EYESHENZHEN  /   Opinion

Pelosi playing the Taiwan card with fire

Writer: Lin Min  |  Editor: Zhang Chanwen  |  From: Shenzhen Daily  |  Updated: 2022-08-01

The 2016 documentary “The Coming War on China” by investigative journalist and filmmaker John Pilger shows that the United States has been encircling China with a “noose” of military bases since the Korean War.

When the United States decided that China was a threat to its imperial dominance, as the documentary points out, two-thirds of U.S. naval forces were transferred to Asia and the Pacific, after then U.S. President Barack Obama announced the “pivot to Asia” in 2011. About 400 American bases surround China with ships, missiles and troops, in an arc that extends from Australia north through the Pacific to Japan, the Korea Peninsula and across Eurasia to Afghanistan and India, according to the film.

At the end of the documentary, Pilger says: “The new president, Donald Trump, has a problem with China. The urgent question now is: Will Trump continue with the provocations revealed in this film and take us all to the edge of war?”

Now we all know that Trump did continue and even escalate provocations against China throughout his term as U.S. president. Tensions between the two countries have continued even after Joe Biden replaced Trump as U.S. president.

The worst provocation came this year when House Speaker Nancy Pelosi announced her plan to visit Taiwan, an integral part of China’s territory. Pelosi has been airing the possibility of visiting Taiwan during a tour to Asia in August, after her original plan to visit the island in April was scrapped by her COVID infection.

In a move that escalated the tensions between the two countries, the Pentagon has sent an aircraft carrier to the South China Sea ahead of Pelosi’s possible visit to Taiwan. The Associated Press also reported that the Pentagon would increase the movement of American forces and assets in the region should she go. This would include using fighter jets, ships and other assets to offer protection.

China has repeatedly said a Pelosi visit to Taiwan would cross a red line and vowed to take firm and strong measures to safeguard sovereignty and territorial integrity if the United States insists on going ahead with the visit. The Chinese Ministry of Defense also sent out a strong message, saying it will not sit back if Pelosi visits Taiwan, and will take strong measures to defeat foreign interference and “Taiwan independence” separatist acts.

President Xi Jinping made China’s stance unmistakable when he had a marathon phone call with Biden at the request of the latter Thursday evening. Although covering a wide range of topics, the two-hour-and-17-minute call centered on Taiwan, according to a Xinhua report and U.S. media reports. Xi made it clear that should Pelosi visit Taiwan, the U.S. side can expect severe consequences. “Those who play with fire will perish by it,” he told Biden.

Some U.S. officials apparently failed to fully grasp the magnitude of Xi’s warning. CNN reported that a senior U.S. administration official suggested that it was standard for the Chinese leader to warn about the risks of “playing with fire.” Such a lax interpretation is a big mistake.

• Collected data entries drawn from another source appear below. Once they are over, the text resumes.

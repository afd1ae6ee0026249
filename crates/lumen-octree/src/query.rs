//! Read-only traversals over a built octree.
//!
//! Every query prunes whole nodes with a cheap conservative test and then
//! tests the points of surviving leaves exactly. Results are cloud indices
//! without duplicates, in depth-first traversal order.

use glam::Vec3;
use lumen_config::LodConfig;
use lumen_math::{Aabb, Frustum};

use crate::node::{NodeContents, NodeId};
use crate::tree::Octree;

impl Octree<'_> {
    /// Indices of all points inside the six frustum planes.
    ///
    /// Nodes are rejected with the single p-vertex test per plane; points in
    /// surviving leaves are tested against all six planes.
    pub fn query_frustum(&self, frustum: &Frustum) -> Vec<usize> {
        let mut results = Vec::new();
        if self.is_built() {
            self.frustum_recursive(NodeId::ROOT, frustum, &mut results);
        }
        results
    }

    fn frustum_recursive(&self, id: NodeId, frustum: &Frustum, results: &mut Vec<usize>) {
        let node = self.node(id);
        if !frustum.intersects_aabb(&node.bounds) {
            return;
        }

        match &node.contents {
            NodeContents::Leaf { indices } => {
                let cloud = self.cloud();
                results.extend(
                    indices
                        .iter()
                        .copied()
                        .filter(|&i| frustum.contains_point(cloud[i].position)),
                );
            }
            NodeContents::Branch { children } => {
                for &child in children {
                    self.frustum_recursive(child, frustum, results);
                }
            }
        }
    }

    /// Indices of all points within `radius` of `center` (boundary included).
    pub fn query_radius(&self, center: Vec3, radius: f32) -> Vec<usize> {
        let mut results = Vec::new();
        if self.is_built() {
            self.radius_recursive(NodeId::ROOT, center, radius * radius, &mut results);
        }
        results
    }

    fn radius_recursive(&self, id: NodeId, center: Vec3, radius_sq: f32, results: &mut Vec<usize>) {
        let node = self.node(id);
        if node.bounds.distance_squared_to_point(center) > radius_sq {
            return;
        }

        match &node.contents {
            NodeContents::Leaf { indices } => {
                let cloud = self.cloud();
                results.extend(
                    indices
                        .iter()
                        .copied()
                        .filter(|&i| cloud[i].position.distance_squared(center) <= radius_sq),
                );
            }
            NodeContents::Branch { children } => {
                for &child in children {
                    self.radius_recursive(child, center, radius_sq, results);
                }
            }
        }
    }

    /// Indices of all points componentwise within `[min_bound, max_bound]`.
    pub fn query_box(&self, min_bound: Vec3, max_bound: Vec3) -> Vec<usize> {
        let mut results = Vec::new();
        if self.is_built() {
            // Kept unsorted: an inverted range matches nothing.
            let range = Aabb {
                min: min_bound,
                max: max_bound,
            };
            self.box_recursive(NodeId::ROOT, &range, &mut results);
        }
        results
    }

    fn box_recursive(&self, id: NodeId, range: &Aabb, results: &mut Vec<usize>) {
        let node = self.node(id);
        if !node.bounds.intersects(range) {
            return;
        }

        match &node.contents {
            NodeContents::Leaf { indices } => {
                let cloud = self.cloud();
                results.extend(
                    indices
                        .iter()
                        .copied()
                        .filter(|&i| range.contains_point(cloud[i].position)),
                );
            }
            NodeContents::Branch { children } => {
                for &child in children {
                    self.box_recursive(child, range, results);
                }
            }
        }
    }

    /// Frustum-culled indices, decimated with distance from `view_position`.
    ///
    /// Uses the default LOD cutoffs with the given `base_distance`.
    pub fn query_lod(
        &self,
        view_position: Vec3,
        frustum: &Frustum,
        base_distance: f32,
    ) -> Vec<usize> {
        let policy = LodConfig {
            base_distance,
            ..LodConfig::default()
        };
        self.query_lod_with(view_position, frustum, &policy)
    }

    /// Frustum-culled indices, decimated with distance from `view_position`.
    ///
    /// A surviving node is "far" when `diagonal / distance` drops below
    /// `policy.detail_ratio_cutoff` or its depth reaches `policy.depth_cutoff`.
    /// Far nodes are not descended: every `stride`-th index stored beneath
    /// them is emitted, with `stride = max(1, floor(distance / base_distance))`.
    /// Near leaves emit all their indices.
    ///
    /// Unlike [`Octree::query_frustum`], emitted points are not tested
    /// individually against the planes.
    ///
    /// A far node costs time proportional to the number of leaves beneath
    /// it plus the number of samples emitted; skipped indices are never
    /// touched.
    pub fn query_lod_with(
        &self,
        view_position: Vec3,
        frustum: &Frustum,
        policy: &LodConfig,
    ) -> Vec<usize> {
        let mut results = Vec::new();
        if self.is_built() {
            self.lod_recursive(NodeId::ROOT, view_position, frustum, policy, &mut results);
        }
        results
    }

    fn lod_recursive(
        &self,
        id: NodeId,
        view_position: Vec3,
        frustum: &Frustum,
        policy: &LodConfig,
        results: &mut Vec<usize>,
    ) {
        let node = self.node(id);
        if !frustum.intersects_aabb(&node.bounds) {
            return;
        }

        let distance = view_position.distance(node.center());
        let detail_ratio = node.bounds.diagonal_length() / distance;

        if detail_ratio < policy.detail_ratio_cutoff || node.depth >= policy.depth_cutoff {
            // Saturating cast: NaN maps to 0, infinity to usize::MAX.
            let stride = ((distance / policy.base_distance).floor() as usize).max(1);
            // Positions still to skip before the next sample, carried across leaves.
            let mut skip = 0usize;
            self.for_each_leaf(id, &mut |indices| {
                let len = indices.len();
                if skip >= len {
                    skip -= len;
                    return;
                }
                results.extend(indices[skip..].iter().step_by(stride).copied());
                let last = skip + (len - 1 - skip) / stride * stride;
                skip = stride - (len - last);
            });
            return;
        }

        match &node.contents {
            NodeContents::Leaf { indices } => results.extend_from_slice(indices),
            NodeContents::Branch { children } => {
                for &child in children {
                    self.lod_recursive(child, view_position, frustum, policy, results);
                }
            }
        }
    }
}

#[cfg(test)]
mod tests {
    use glam::Vec4;
    use lumen_cloud::PointCloud;
    use lumen_config::OctreeConfig;

    use super::*;

    fn grid_cloud() -> PointCloud {
        let mut cloud = PointCloud::with_capacity(1000);
        for x in 0..10 {
            for y in 0..10 {
                for z in 0..10 {
                    cloud.add_point(Vec3::new(x as f32, y as f32, z as f32));
                }
            }
        }
        cloud
    }

    /// Axis-aligned slab: |x| <= 5, |y| <= 5, -1 <= z <= 20.
    fn slab_frustum() -> Frustum {
        Frustum::new([
            Vec4::new(0.0, 0.0, 1.0, 1.0),
            Vec4::new(0.0, 0.0, -1.0, 20.0),
            Vec4::new(1.0, 0.0, 0.0, 5.0),
            Vec4::new(-1.0, 0.0, 0.0, 5.0),
            Vec4::new(0.0, 1.0, 0.0, 5.0),
            Vec4::new(0.0, -1.0, 0.0, 5.0),
        ])
    }

    /// Planes that accept everything.
    fn open_frustum() -> Frustum {
        Frustum::new([Vec4::new(0.0, 0.0, 0.0, 1.0); 6])
    }

    #[test]
    fn test_box_query_on_grid_returns_125() {
        let cloud = grid_cloud();
        let mut octree = Octree::new(&cloud);
        octree.build();
        let results = octree.query_box(Vec3::splat(3.0), Vec3::splat(7.0));
        assert_eq!(results.len(), 125);
        for &i in &results {
            let p = cloud[i].position;
            assert!(p.cmpge(Vec3::splat(3.0)).all() && p.cmple(Vec3::splat(7.0)).all());
        }
    }

    #[test]
    fn test_inverted_box_matches_nothing() {
        let cloud = grid_cloud();
        let mut octree = Octree::new(&cloud);
        octree.build();
        assert!(octree.query_box(Vec3::splat(7.0), Vec3::splat(3.0)).is_empty());
    }

    #[test]
    fn test_frustum_query_on_grid() {
        let cloud = grid_cloud();
        let mut octree = Octree::new(&cloud);
        octree.build();
        let results = octree.query_frustum(&slab_frustum());
        // x and y in 0..=5, any z.
        assert_eq!(results.len(), 6 * 6 * 10);
        assert!(results.len() < cloud.len());
    }

    #[test]
    fn test_radius_query_includes_boundary() {
        let cloud = grid_cloud();
        let mut octree = Octree::new(&cloud);
        octree.build();
        let results = octree.query_radius(Vec3::splat(5.0), 1.0);
        // Center plus its six axis neighbours at distance exactly 1.
        assert_eq!(results.len(), 7);
    }

    #[test]
    fn test_radius_query_outside_cloud_is_empty() {
        let cloud = grid_cloud();
        let mut octree = Octree::new(&cloud);
        octree.build();
        assert!(octree.query_radius(Vec3::splat(100.0), 5.0).is_empty());
    }

    #[test]
    fn test_unbuilt_tree_returns_nothing() {
        let cloud = grid_cloud();
        let octree = Octree::new(&cloud);
        assert!(octree.query_frustum(&open_frustum()).is_empty());
        assert!(octree.query_radius(Vec3::ZERO, 100.0).is_empty());
        assert!(octree.query_box(Vec3::splat(-100.0), Vec3::splat(100.0)).is_empty());
        assert!(octree.query_lod(Vec3::ZERO, &open_frustum(), 10.0).is_empty());
    }

    #[test]
    fn test_empty_cloud_frustum_query_is_empty() {
        let cloud = PointCloud::new();
        let mut octree = Octree::new(&cloud);
        octree.build();
        assert!(octree.query_frustum(&Frustum::new([Vec4::ZERO; 6])).is_empty());
    }

    #[test]
    fn test_lod_near_view_returns_everything() {
        // Root-level leaf seen from close by: full detail.
        let mut cloud = PointCloud::new();
        for i in 0..50 {
            cloud.add_point(Vec3::new(i as f32 * 0.1, 0.0, 0.0));
        }
        let mut octree = Octree::new(&cloud);
        octree.build();
        let results = octree.query_lod(Vec3::new(2.5, 1.0, 0.0), &open_frustum(), 10.0);
        assert_eq!(results, (0..50).collect::<Vec<_>>());
    }

    #[test]
    fn test_lod_far_view_decimates_by_stride() {
        // One leaf of 50 points, 1 unit across, viewed from 1000 units away:
        // ratio ~0.001 < 0.01, stride = floor(1000 / 10) = 100 -> one point.
        let mut cloud = PointCloud::new();
        for i in 0..50 {
            cloud.add_point(Vec3::new(i as f32 * 0.02, 0.0, 0.0));
        }
        let mut octree = Octree::new(&cloud);
        octree.build();
        let view = Vec3::new(0.5, 0.0, 1000.0);
        assert_eq!(octree.query_lod(view, &open_frustum(), 10.0), vec![0]);

        // Same view with a larger base distance: stride 10 -> every 10th point.
        let results = octree.query_lod(view, &open_frustum(), 100.0);
        assert_eq!(results, vec![0, 10, 20, 30, 40]);
    }

    #[test]
    fn test_lod_depth_cutoff_samples_whole_subtree() {
        let cloud = grid_cloud();
        let config = OctreeConfig {
            max_points_per_leaf: 1,
            max_depth: 10,
        };
        let mut octree = Octree::with_config(&cloud, config);
        octree.build();
        assert!(octree.max_depth() > 1);

        // Depth cutoff 0 makes the root "far"; stride 1 keeps every point.
        let policy = LodConfig {
            detail_ratio_cutoff: 0.0,
            depth_cutoff: 0,
            base_distance: 1000.0,
        };
        let mut results = octree.query_lod_with(Vec3::splat(4.5), &open_frustum(), &policy);
        results.sort_unstable();
        assert_eq!(results, (0..cloud.len()).collect::<Vec<_>>());
    }

    #[test]
    fn test_lod_far_subtree_stride_runs_across_leaves() {
        let cloud = grid_cloud();
        let config = OctreeConfig {
            max_points_per_leaf: 7,
            max_depth: 10,
        };
        let mut octree = Octree::with_config(&cloud, config);
        octree.build();
        let subtree = octree.collect_indices(NodeId::ROOT);

        // Exactly 70 units from the root center.
        let view = Vec3::new(4.5, 4.5, 74.5);
        for (base_distance, stride) in [(10.0, 7), (1.0, 70), (70.0, 1)] {
            let policy = LodConfig {
                detail_ratio_cutoff: 0.0,
                depth_cutoff: 0,
                base_distance,
            };
            let expected: Vec<usize> = subtree.iter().copied().step_by(stride).collect();
            assert_eq!(octree.query_lod_with(view, &open_frustum(), &policy), expected);
        }

        // Infinite stride keeps only the first index of the subtree.
        let policy = LodConfig {
            detail_ratio_cutoff: 0.0,
            depth_cutoff: 0,
            base_distance: 0.0,
        };
        assert_eq!(
            octree.query_lod_with(view, &open_frustum(), &policy),
            vec![subtree[0]]
        );
    }

    #[test]
    fn test_lod_respects_frustum() {
        let cloud = grid_cloud();
        let mut octree = Octree::new(&cloud);
        octree.build();
        let culled = Frustum::new([Vec4::new(1.0, 0.0, 0.0, -100.0); 6]); // x >= 100
        assert!(octree.query_lod(Vec3::ZERO, &culled, 10.0).is_empty());
    }

    #[test]
    fn test_results_have_no_duplicates() {
        let cloud = grid_cloud();
        let mut octree = Octree::new(&cloud);
        octree.build();
        let mut results = octree.query_lod(Vec3::new(4.5, 4.5, -30.0), &slab_frustum(), 1.0);
        let len = results.len();
        results.sort_unstable();
        results.dedup();
        assert_eq!(results.len(), len);
    }
}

A trip by Pelosi would be more of a violation of China’s sovereignty over Taiwan than previous visits to the island by U.S. officials and politicians because the House speaker is second only to the vice president in the U.S. presidential line of succession. Pelosi would be the first U.S. House speaker to visit the island since Newt Gingrich in 1997.

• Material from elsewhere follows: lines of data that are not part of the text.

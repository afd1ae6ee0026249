//! Configuration system for Lumen.
//!
//! Holds the tunable policy of the spatial index (leaf capacity, depth limit,
//! LOD cutoffs), the point pool block size, and demo/debug settings. Settings
//! persist to disk as RON and can be overridden from the command line.

mod cli;
mod config;
mod error;

pub use cli::{CliArgs, CloudShape};
pub use config::{Config, DebugConfig, DemoConfig, LodConfig, OctreeConfig, PoolConfig};
pub use error::ConfigError;
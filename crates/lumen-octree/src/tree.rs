//! Octree construction and statistics.

use std::time::Instant;

use glam::Vec3;
use lumen_cloud::PointCloud;
use lumen_config::OctreeConfig;
use tracing::{debug, warn};

use crate::node::{NodeContents, NodeId, OctreeNode};

/// Octree over a borrowed point cloud.
///
/// The borrow keeps the cloud immutable for as long as the tree exists, so
/// a tree can never observe a cloud that changed after `build()`. Once
/// built, `&Octree` is `Sync` and queries may run from many threads.
#[derive(Clone, Debug)]
pub struct Octree<'a> {
    cloud: &'a PointCloud,
    config: OctreeConfig,
    nodes: Vec<OctreeNode>,
}

/// Whole-tree counts, computed by a full walk.
#[derive(Clone, Copy, Debug, Default, PartialEq, Eq)]
pub struct OctreeStats {
    /// Depth of the deepest node (root is 0).
    pub max_depth: u32,
    /// Total number of nodes, leaves and branches.
    pub node_count: usize,
    /// Number of leaf nodes.
    pub leaf_count: usize,
}

impl<'a> Octree<'a> {
    /// Deepest level a tree may reach. Halving an f32 box further stops
    /// producing distinct split centers.
    pub const MAX_DEPTH_LIMIT: u32 = 21;

    /// An unbuilt tree over `cloud` with the default policy
    /// (100 points per leaf, depth limit 10).
    pub fn new(cloud: &'a PointCloud) -> Self {
        Self::with_config(cloud, OctreeConfig::default())
    }

    /// An unbuilt tree over `cloud` with a custom subdivision policy.
    ///
    /// `max_depth` is clamped to [`Self::MAX_DEPTH_LIMIT`] and a leaf
    /// capacity of zero is raised to one; [`Octree::config`] reports the
    /// policy actually used.
    pub fn with_config(cloud: &'a PointCloud, config: OctreeConfig) -> Self {
        let effective = OctreeConfig {
            max_points_per_leaf: config.max_points_per_leaf.max(1),
            max_depth: config.max_depth.min(Self::MAX_DEPTH_LIMIT),
        };
        if effective != config {
            warn!(
                requested_leaf = config.max_points_per_leaf,
                requested_depth = config.max_depth,
                leaf = effective.max_points_per_leaf,
                depth = effective.max_depth,
                "octree policy clamped"
            );
        }
        Self {
            cloud,
            config: effective,
            nodes: Vec::new(),
        }
    }

    /// Partition the cloud. Any previous partition is discarded.
    ///
    /// An empty cloud leaves the tree without a root, and every query
    /// then returns nothing.
    pub fn build(&mut self) {
        self.nodes.clear();
        let Some(bounds) = self.cloud.bounds() else {
            debug!("empty cloud, octree left without root");
            return;
        };

        let start = Instant::now();
        self.nodes.push(OctreeNode::leaf(bounds, 0));
        let cloud = self.cloud;
        for (index, point) in cloud.iter().enumerate() {
            self.insert(NodeId::ROOT, index, point.position);
        }

        debug!(
            points = cloud.len(),
            nodes = self.nodes.len(),
            elapsed_ms = start.elapsed().as_secs_f64() * 1000.0,
            "octree built"
        );
    }

    /// Route one index down from `id` and store it in the leaf it lands in.
    fn insert(&mut self, mut id: NodeId, index: usize, position: Vec3) {
        let OctreeConfig {
            max_points_per_leaf,
            max_depth,
        } = self.config;

        loop {
            let node = &mut self.nodes[id.0];
            let overflow = match &mut node.contents {
                NodeContents::Branch { children } => {
                    id = children[node.bounds.octant_of(position)];
                    continue;
                }
                NodeContents::Leaf { indices } => {
                    indices.push(index);
                    if indices.len() <= max_points_per_leaf || node.depth >= max_depth {
                        return;
                    }
                    std::mem::take(indices)
                }
            };
            self.subdivide(id, overflow);
            return;
        }
    }

    /// Turn leaf `id` into a branch and redistribute its former contents.
    fn subdivide(&mut self, id: NodeId, indices: Vec<usize>) {
        let node = &self.nodes[id.0];
        let bounds = node.bounds;
        let depth = node.depth + 1;

        let first = self.nodes.len();
        let children: [NodeId; 8] = std::array::from_fn(|code| NodeId(first + code));
        self.nodes
            .extend((0..8).map(|code| OctreeNode::leaf(bounds.octant(code), depth)));
        self.nodes[id.0].contents = NodeContents::Branch { children };

        let cloud = self.cloud;
        for index in indices {
            let position = cloud[index].position;
            self.insert(children[bounds.octant_of(position)], index, position);
        }
    }

    // --- Accessors ---

    /// The cloud this tree indexes.
    pub fn cloud(&self) -> &'a PointCloud {
        self.cloud
    }

    /// The subdivision policy.
    pub fn config(&self) -> OctreeConfig {
        self.config
    }

    /// Returns true once `build()` produced a root.
    pub fn is_built(&self) -> bool {
        !self.nodes.is_empty()
    }

    /// The root node, if built over a non-empty cloud.
    pub fn root(&self) -> Option<&OctreeNode> {
        self.nodes.first()
    }

    /// The node with the given id.
    ///
    /// # Panics
    ///
    /// Panics if `id` did not come from this tree's current build.
    pub fn node(&self, id: NodeId) -> &OctreeNode {
        &self.nodes[id.0]
    }

    /// All nodes in arena order (root first).
    pub fn nodes(&self) -> &[OctreeNode] {
        &self.nodes
    }

    /// Every cloud index stored in the subtree under `id`, in depth-first order.
    pub fn collect_indices(&self, id: NodeId) -> Vec<usize> {
        let mut out = Vec::new();
        self.for_each_leaf(id, &mut |indices| out.extend_from_slice(indices));
        out
    }

    /// Visit the index slice of every leaf under `id`, depth-first.
    pub(crate) fn for_each_leaf(&self, id: NodeId, f: &mut impl FnMut(&[usize])) {
        match &self.nodes[id.0].contents {
            NodeContents::Leaf { indices } => f(indices),
            NodeContents::Branch { children } => {
                for &child in children {
                    self.for_each_leaf(child, f);
                }
            }
        }
    }

    // --- Statistics ---

    /// Walk the whole tree and count nodes, leaves and depth.
    pub fn stats(&self) -> OctreeStats {
        let mut stats = OctreeStats::default();
        if self.is_built() {
            self.count_nodes(NodeId::ROOT, &mut stats);
        }
        stats
    }

    fn count_nodes(&self, id: NodeId, stats: &mut OctreeStats) {
        let node = &self.nodes[id.0];
        stats.node_count += 1;
        stats.max_depth = stats.max_depth.max(node.depth);
        match &node.contents {
            NodeContents::Leaf { .. } => stats.leaf_count += 1,
            NodeContents::Branch { children } => {
                for &child in children {
                    self.count_nodes(child, stats);
                }
            }
        }
    }

    /// Depth of the deepest node (0 for a single leaf or an unbuilt tree).
    pub fn max_depth(&self) -> u32 {
        self.stats().max_depth
    }

    /// Total node count.
    pub fn node_count(&self) -> usize {
        self.stats().node_count
    }

    /// Leaf count.
    pub fn leaf_count(&self) -> usize {
        self.stats().leaf_count
    }
}
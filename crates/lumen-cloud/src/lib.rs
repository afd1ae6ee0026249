//! Point storage for the Lumen spatial index: the `Point` value type and an
//! ordered `PointCloud` that keeps its bounding box current across mutation.

mod cloud;
mod error;
mod point;

pub use cloud::PointCloud;
pub use error::CloudError;
pub use point::Point;
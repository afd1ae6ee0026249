//! f32 bounding boxes and view-frustum planes shared by the Lumen spatial crates.

mod aabb;
pub mod frustum;

pub use aabb::Aabb;
pub use frustum::{Frustum, signed_distance};
pub use glam::{Mat3, Mat4, Vec3, Vec4};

Despite the precedent set by Gingrich, U.S. politicians should be fully aware that China is a vastly different country from 25 years ago.

Biden had publicly said that the U.S. military thought it would be a bad time for Pelosi to go. During the phone call with Xi, Biden reiterated that the one-China policy of the United States has not changed and will not change, and that the United States does not support “Taiwan independence.”

However, what the U.S. says does not match what it is doing.

When Biden was visiting Japan in May, he said when answering a question from a reporter that the U.S. would intervene militarily to defend Taiwan if the island was attacked. This was the third time since he became president that he has said the U.S. would come to the defense of Taiwan militarily. Each time he made such remarks, White House officials minutes later had to walk back his words and scramble to clarify that the U.S. policy on Taiwan remained unchanged. All these show that, preoccupied with the desire to curb China’s ascent and trying to win over more voters in the midterm elections in November, U.S. politicians are frantically playing the Taiwan card.

However, the Taiwan question is the most sensitive of China’s core interests. Pelosi’s trip to Taiwan, if it takes place, will deal a severe blow to Sino-U.S. ties, elicit a very strong response from Beijing and destabilize the Asia-Pacific region.

Xi invoked “the firm will of the more than 1.4 billion Chinese people” when warning the U.S. side not to play with fire. For the Chinese people, Pelosi is a hypocritical politician who eulogized the 2019 violence in Hong Kong as “a beautiful sight to behold” but condemned the Jan. 6, 2021 U.S. Capitol riot as an insurrection.

For decades, Pelosi has built up her political career by displaying belligerence against China to woo voters, but she will burn her fingers this time if she plays the Taiwan card a bit too much.